This task calls for copying every line of the records that includes the word "push".

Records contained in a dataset
+---+

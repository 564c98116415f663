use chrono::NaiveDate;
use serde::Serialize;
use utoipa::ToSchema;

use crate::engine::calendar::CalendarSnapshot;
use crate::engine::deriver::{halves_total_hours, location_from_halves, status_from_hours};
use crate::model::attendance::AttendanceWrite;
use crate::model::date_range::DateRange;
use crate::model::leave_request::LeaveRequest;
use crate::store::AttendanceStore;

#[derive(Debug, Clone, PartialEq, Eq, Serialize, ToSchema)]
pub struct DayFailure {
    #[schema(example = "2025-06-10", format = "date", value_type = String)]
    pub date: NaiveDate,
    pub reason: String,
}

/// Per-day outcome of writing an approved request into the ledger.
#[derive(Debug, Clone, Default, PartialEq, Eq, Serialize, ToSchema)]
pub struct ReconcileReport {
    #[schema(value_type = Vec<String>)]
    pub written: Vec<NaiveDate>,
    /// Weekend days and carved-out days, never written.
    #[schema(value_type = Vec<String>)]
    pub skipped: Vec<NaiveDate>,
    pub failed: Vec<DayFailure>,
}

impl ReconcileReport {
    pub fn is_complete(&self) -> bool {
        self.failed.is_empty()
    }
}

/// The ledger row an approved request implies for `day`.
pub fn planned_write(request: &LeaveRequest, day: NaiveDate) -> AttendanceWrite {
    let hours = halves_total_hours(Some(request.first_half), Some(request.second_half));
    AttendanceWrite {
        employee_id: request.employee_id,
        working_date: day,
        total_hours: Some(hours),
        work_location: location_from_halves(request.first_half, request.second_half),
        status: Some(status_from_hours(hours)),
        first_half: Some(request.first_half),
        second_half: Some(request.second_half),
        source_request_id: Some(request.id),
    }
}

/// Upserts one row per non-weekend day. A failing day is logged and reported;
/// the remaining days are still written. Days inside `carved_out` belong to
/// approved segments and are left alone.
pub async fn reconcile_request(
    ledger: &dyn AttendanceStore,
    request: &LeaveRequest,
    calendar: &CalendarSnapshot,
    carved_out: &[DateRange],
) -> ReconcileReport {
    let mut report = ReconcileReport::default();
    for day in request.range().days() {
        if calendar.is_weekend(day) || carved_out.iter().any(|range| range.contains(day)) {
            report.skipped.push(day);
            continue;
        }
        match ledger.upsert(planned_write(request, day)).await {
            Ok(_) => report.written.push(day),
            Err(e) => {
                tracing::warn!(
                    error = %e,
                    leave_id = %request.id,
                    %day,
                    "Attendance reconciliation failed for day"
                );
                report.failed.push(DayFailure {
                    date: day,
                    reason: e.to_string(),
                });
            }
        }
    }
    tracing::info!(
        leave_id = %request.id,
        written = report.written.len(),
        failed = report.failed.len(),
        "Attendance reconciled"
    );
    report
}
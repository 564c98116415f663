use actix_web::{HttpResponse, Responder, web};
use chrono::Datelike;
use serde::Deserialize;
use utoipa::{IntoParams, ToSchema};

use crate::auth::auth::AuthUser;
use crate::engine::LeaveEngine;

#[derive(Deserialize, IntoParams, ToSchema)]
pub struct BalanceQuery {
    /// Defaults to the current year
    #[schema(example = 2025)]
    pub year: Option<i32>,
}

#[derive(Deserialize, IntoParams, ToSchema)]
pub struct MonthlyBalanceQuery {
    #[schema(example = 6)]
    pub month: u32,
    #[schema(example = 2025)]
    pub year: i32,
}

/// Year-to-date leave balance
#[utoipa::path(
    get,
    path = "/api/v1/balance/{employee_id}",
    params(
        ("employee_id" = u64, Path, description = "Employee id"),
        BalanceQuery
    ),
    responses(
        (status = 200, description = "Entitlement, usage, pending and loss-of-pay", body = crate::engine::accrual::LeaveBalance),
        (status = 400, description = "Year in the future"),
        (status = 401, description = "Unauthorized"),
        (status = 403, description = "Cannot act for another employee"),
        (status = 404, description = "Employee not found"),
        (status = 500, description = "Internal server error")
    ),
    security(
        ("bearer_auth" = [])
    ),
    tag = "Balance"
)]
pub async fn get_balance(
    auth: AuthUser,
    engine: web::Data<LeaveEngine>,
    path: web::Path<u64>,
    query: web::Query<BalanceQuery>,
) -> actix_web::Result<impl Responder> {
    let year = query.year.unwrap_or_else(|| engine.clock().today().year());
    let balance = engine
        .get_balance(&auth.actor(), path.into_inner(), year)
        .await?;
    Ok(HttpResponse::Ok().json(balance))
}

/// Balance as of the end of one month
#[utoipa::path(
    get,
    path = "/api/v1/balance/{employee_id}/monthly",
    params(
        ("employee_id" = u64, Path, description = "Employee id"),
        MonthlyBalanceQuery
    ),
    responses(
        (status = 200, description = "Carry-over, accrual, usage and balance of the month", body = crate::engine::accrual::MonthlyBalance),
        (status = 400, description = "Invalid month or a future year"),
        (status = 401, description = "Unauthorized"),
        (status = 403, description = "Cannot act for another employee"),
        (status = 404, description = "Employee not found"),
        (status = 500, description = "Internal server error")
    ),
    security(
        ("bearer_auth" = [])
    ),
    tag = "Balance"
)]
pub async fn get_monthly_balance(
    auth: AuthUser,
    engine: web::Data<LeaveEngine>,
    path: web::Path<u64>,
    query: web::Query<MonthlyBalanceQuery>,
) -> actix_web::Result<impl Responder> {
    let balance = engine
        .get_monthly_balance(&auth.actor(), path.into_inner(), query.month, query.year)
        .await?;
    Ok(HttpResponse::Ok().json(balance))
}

+---+

* _TASK RESPONSE_:
            report.skipped.push(day);
            Ok(_) => report.written.push(day),
                report.failed.push(DayFailure {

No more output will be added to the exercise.